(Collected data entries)
☆ ☆ ☆ ☆ ☆
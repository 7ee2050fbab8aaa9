//! In-memory host for the demo binary and tests
//!
//! Records every renderer command and integrates bodies as simple
//! projectiles under gravity. Good enough to drive a session end to end
//! without an engine.

use std::collections::BTreeMap;

use glam::Vec2;
use serde::{Deserialize, Serialize};

use crate::consts::PIXELS_PER_METER;
use crate::host::{Effect, PhysicsDelegate, Renderer};
use crate::sim::target::{TargetId, TargetKind};

/// A simulated projectile
#[derive(Debug, Clone, Copy, PartialEq, Serialize, Deserialize)]
pub struct Body {
    pub position: Vec2,
    pub velocity: Vec2,
    pub rotation: f32,
    pub angular_velocity: f32,
}

#[derive(Debug, Clone)]
pub struct HeadlessHost {
    bodies: BTreeMap<TargetId, Body>,
    visuals: BTreeMap<TargetId, TargetKind>,
    gravity: Vec2,
    time_scale: f32,
    /// Currently drawn gesture path (empty when none)
    pub path: Vec<Vec2>,
    /// Set by `fade_path`, cleared when a new path is shown
    pub path_fading: bool,
    /// Every effect played, in order
    pub played: Vec<Effect>,
    /// Every looping effect stopped, in order
    pub stopped: Vec<Effect>,
    pub score_display: u64,
    pub lives_display: Option<u8>,
}

impl Default for HeadlessHost {
    fn default() -> Self {
        Self::new()
    }
}

impl HeadlessHost {
    pub fn new() -> Self {
        Self {
            bodies: BTreeMap::new(),
            visuals: BTreeMap::new(),
            gravity: Vec2::ZERO,
            time_scale: 1.0,
            path: Vec::new(),
            path_fading: false,
            played: Vec::new(),
            stopped: Vec::new(),
            score_display: 0,
            lives_display: None,
        }
    }

    /// Integrate all bodies by `dt` seconds of wall time
    pub fn step(&mut self, dt: f32) {
        let dt = dt * self.time_scale;
        if dt <= 0.0 {
            return;
        }
        let accel = self.gravity * PIXELS_PER_METER;
        for body in self.bodies.values_mut() {
            body.velocity += accel * dt;
            body.position += body.velocity * dt;
            body.rotation += body.angular_velocity * dt;
        }
    }

    /// Teleport a body (test and scripting hook)
    pub fn place(&mut self, id: TargetId, position: Vec2) {
        if let Some(body) = self.bodies.get_mut(&id) {
            body.position = position;
        }
    }

    pub fn body(&self, id: TargetId) -> Option<&Body> {
        self.bodies.get(&id)
    }

    pub fn body_count(&self) -> usize {
        self.bodies.len()
    }

    pub fn visual_count(&self) -> usize {
        self.visuals.len()
    }

    pub fn time_scale(&self) -> f32 {
        self.time_scale
    }

    pub fn gravity(&self) -> Vec2 {
        self.gravity
    }

    pub fn played_count(&self, effect: Effect) -> usize {
        self.played.iter().filter(|e| **e == effect).count()
    }
}

impl Renderer for HeadlessHost {
    fn show_path(&mut self, points: &[Vec2]) {
        self.path.clear();
        self.path.extend_from_slice(points);
        self.path_fading = false;
    }

    fn remove_path(&mut self) {
        self.path.clear();
    }

    fn fade_path(&mut self) {
        self.path_fading = true;
    }

    fn spawn_visual(&mut self, id: TargetId, kind: TargetKind, _position: Vec2) {
        self.visuals.insert(id, kind);
    }

    fn remove_visual(&mut self, id: TargetId) {
        self.visuals.remove(&id);
    }

    fn play_effect(&mut self, effect: Effect) {
        log::trace!("effect: {}", effect.name());
        self.played.push(effect);
    }

    fn stop_effect(&mut self, effect: Effect) {
        self.stopped.push(effect);
    }

    fn update_score_display(&mut self, score: u64) {
        self.score_display = score;
    }

    fn update_lives_display(&mut self, remaining: u8) {
        self.lives_display = Some(remaining);
    }
}

impl PhysicsDelegate for HeadlessHost {
    fn create_body(&mut self, id: TargetId, position: Vec2, velocity: Vec2, angular_velocity: f32) {
        self.bodies.insert(
            id,
            Body {
                position,
                velocity,
                rotation: 0.0,
                angular_velocity,
            },
        );
    }

    fn remove_body(&mut self, id: TargetId) {
        self.bodies.remove(&id);
    }

    fn current_position(&self, id: TargetId) -> Option<Vec2> {
        self.bodies.get(&id).map(|b| b.position)
    }

    fn set_world_time_scale(&mut self, factor: f32) {
        self.time_scale = factor;
    }

    fn set_gravity(&mut self, gravity: Vec2) {
        self.gravity = gravity;
    }
}

#[cfg(test)]
mod tests {
    use super::*;

    #[test]
    fn test_projectile_rises_then_falls() {
        let mut host = HeadlessHost::new();
        host.set_gravity(Vec2::new(0.0, -6.0));
        let id = TargetId(1);
        host.create_body(id, Vec2::new(100.0, -128.0), Vec2::new(0.0, 1000.0), 0.0);

        host.step(0.5);
        let mid = host.current_position(id).unwrap();
        assert!(mid.y > -128.0);

        for _ in 0..40 {
            host.step(0.1);
        }
        assert!(host.current_position(id).unwrap().y < -140.0);
    }

    #[test]
    fn test_zero_time_scale_freezes_bodies() {
        let mut host = HeadlessHost::new();
        host.set_gravity(Vec2::new(0.0, -6.0));
        let id = TargetId(1);
        host.create_body(id, Vec2::ZERO, Vec2::new(10.0, 10.0), 1.0);
        host.set_world_time_scale(0.0);
        host.step(1.0);
        assert_eq!(host.current_position(id), Some(Vec2::ZERO));
    }

    #[test]
    fn test_removed_body_has_no_position() {
        let mut host = HeadlessHost::new();
        let id = TargetId(9);
        host.create_body(id, Vec2::ZERO, Vec2::ZERO, 0.0);
        host.remove_body(id);
        assert_eq!(host.current_position(id), None);
        // Removing again is harmless
        host.remove_body(id);
    }
}
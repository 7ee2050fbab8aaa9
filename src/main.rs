//! Slice Arcade headless demo
//!
//! Runs a session against the in-memory host with a scripted auto-slicer
//! and prints a JSON summary. Pass a config file path to override tuning.

use std::collections::HashSet;
use std::path::Path;

use glam::Vec2;
use rand::{Rng, SeedableRng};
use rand_pcg::Pcg32;

use slice_arcade::consts::*;
use slice_arcade::sim::{
    GameSession, InputEvent, SessionEvent, TargetId, TargetKind, segment_hits_circle,
};
use slice_arcade::{HeadlessHost, SessionConfig};

/// Wall-clock length of the demo
const DEMO_SECONDS: f32 = 120.0;
/// Chance the bot goes for any given regular target
const BOT_ACCURACY: f64 = 0.85;
/// Targets are considered once they climb above this share of the field height
const BOT_REACTION_HEIGHT: f32 = 1.0 / 3.0;

/// Demo bot: swipes through regular targets, steering clear of hazards
struct AutoSlicer {
    rng: Pcg32,
    /// Targets already swung at or deliberately ignored
    decided: HashSet<TargetId>,
}

impl AutoSlicer {
    fn new(seed: u64) -> Self {
        Self {
            rng: Pcg32::seed_from_u64(seed ^ 0xb07),
            decided: HashSet::new(),
        }
    }

    /// Pick at most one swipe for this frame
    fn plan(&mut self, session: &GameSession) -> Option<(Vec2, Vec2)> {
        let field = &session.config().field;
        let radius = field.hit_radius;
        let reaction_y = field.height * BOT_REACTION_HEIGHT;
        let hazards: Vec<Vec2> = session
            .targets()
            .iter()
            .filter(|t| t.is_alive() && t.kind == TargetKind::Hazard)
            .map(|t| t.position)
            .collect();

        for target in session.targets() {
            if !target.is_alive()
                || target.kind != TargetKind::Regular
                || target.position.y < reaction_y
                || self.decided.contains(&target.id)
            {
                continue;
            }
            self.decided.insert(target.id);

            if !self.rng.random_bool(BOT_ACCURACY) {
                log::debug!("Bot lets {} fall", target.id);
                continue;
            }

            // Try a few swipe angles that avoid every hazard
            for angle in [0.0f32, 0.8, -0.8, 1.57] {
                let dir = Vec2::from_angle(angle) * 90.0;
                let (from, to) = (target.position - dir, target.position + dir);
                if hazards
                    .iter()
                    .all(|h| !segment_hits_circle(from, to, *h, radius))
                {
                    return Some((from, to));
                }
            }
            log::debug!("Bot skips {}: no safe swipe", target.id);
        }
        None
    }
}

fn main() {
    env_logger::init();
    log::info!("Slice Arcade (headless) starting...");

    let config = match std::env::args().nth(1) {
        Some(path) => match SessionConfig::load(Path::new(&path)) {
            Ok(config) => config,
            Err(err) => {
                log::error!("{err}");
                std::process::exit(1);
            }
        },
        None => SessionConfig::default(),
    };

    let mut session = match GameSession::new(config) {
        Ok(session) => session,
        Err(err) => {
            log::error!("Invalid configuration: {err}");
            std::process::exit(1);
        }
    };
    let mut host = HeadlessHost::new();
    let mut bot = AutoSlicer::new(session.seed());
    session.start(&mut host);

    let frames = (DEMO_SECONDS / SIM_DT) as u32;
    for _ in 0..frames {
        host.step(SIM_DT);
        session.on_tick(SIM_DT, &mut host);

        if let Some((from, to)) = bot.plan(&session) {
            for event in [InputEvent::Begin(from), InputEvent::Sample(to), InputEvent::End] {
                for hit in session.handle_input(event, &mut host) {
                    log::debug!("Bot sliced {:?} {}", hit.kind, hit.id);
                }
            }
        }

        for event in session.take_events() {
            match event {
                SessionEvent::WaveTossed { .. }
                | SessionEvent::LifeLost { .. }
                | SessionEvent::GameEnded { .. }
                | SessionEvent::SequenceExhausted => log::info!("{event:?}"),
                _ => log::trace!("{event:?}"),
            }
        }

        if session.is_game_ended() {
            break;
        }
    }

    let summary = session.summary();
    match serde_json::to_string_pretty(&summary) {
        Ok(json) => println!("{json}"),
        Err(err) => log::error!("Failed to serialize summary: {err}"),
    }
}
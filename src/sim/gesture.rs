//! Bounded slice gesture path
//!
//! The path keeps only the most recent samples (oldest dropped first). Each
//! new sample yields exactly one segment to test; earlier segments were
//! already tested when they were added.

use glam::Vec2;
use serde::{Deserialize, Serialize};

use crate::consts::MAX_PATH_POINTS;

/// The newest segment of the path, the only one tested per sample
#[derive(Debug, Clone, Copy, PartialEq, Serialize, Deserialize)]
pub struct TestSegment {
    pub start: Vec2,
    pub end: Vec2,
}

/// Result of extending the path
#[derive(Debug, Clone, Copy)]
pub struct GestureSample<'a> {
    /// Points to render; empty when there is nothing to draw
    pub path: &'a [Vec2],
    /// Segment to test against live targets this sample
    pub segment: Option<TestSegment>,
}

/// Accumulates pointer samples for one stroke at a time
#[derive(Debug, Clone, Serialize, Deserialize)]
pub struct SliceGesture {
    points: Vec<Vec2>,
    max_points: usize,
    active: bool,
}

impl Default for SliceGesture {
    fn default() -> Self {
        Self::new(MAX_PATH_POINTS)
    }
}

impl SliceGesture {
    pub fn new(max_points: usize) -> Self {
        assert!(max_points >= 2, "gesture path needs room for a segment");
        Self {
            points: Vec::with_capacity(max_points + 1),
            max_points,
            active: false,
        }
    }

    /// Start a new stroke, discarding the previous path
    pub fn begin(&mut self, point: Vec2) {
        self.points.clear();
        self.points.push(point);
        self.active = true;
    }

    /// Append a sample and return the path plus the new segment
    ///
    /// Extending an idle gesture starts a fresh stroke instead, so the first
    /// sample after a lift never forms a segment with the old path.
    pub fn extend(&mut self, point: Vec2) -> GestureSample<'_> {
        if !self.active {
            self.begin(point);
            return GestureSample {
                path: &[],
                segment: None,
            };
        }

        self.points.push(point);
        if self.points.len() > self.max_points {
            let excess = self.points.len() - self.max_points;
            self.points.drain(..excess);
        }

        GestureSample {
            path: self.renderable_path(),
            segment: self.newest_segment(),
        }
    }

    /// Lift the pointer; the path stays until the next `begin`
    pub fn end(&mut self) {
        self.active = false;
    }

    #[inline]
    pub fn is_active(&self) -> bool {
        self.active
    }

    /// All retained points, oldest first
    #[inline]
    pub fn points(&self) -> &[Vec2] {
        &self.points
    }

    /// Points worth drawing (a single point draws nothing)
    pub fn renderable_path(&self) -> &[Vec2] {
        if self.points.len() < 2 { &[] } else { &self.points[..] }
    }

    fn newest_segment(&self) -> Option<TestSegment> {
        match self.points.as_slice() {
            [.., start, end] => Some(TestSegment {
                start: *start,
                end: *end,
            }),
            _ => None,
        }
    }
}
☆ ☆ ☆ ☆ ☆
Work instructions | Check each line of the data above for the word "factor" and copy the ones where it is found.

Result for this task |
    fn set_world_time_scale(&mut self, factor: f32) {
        self.time_scale = factor;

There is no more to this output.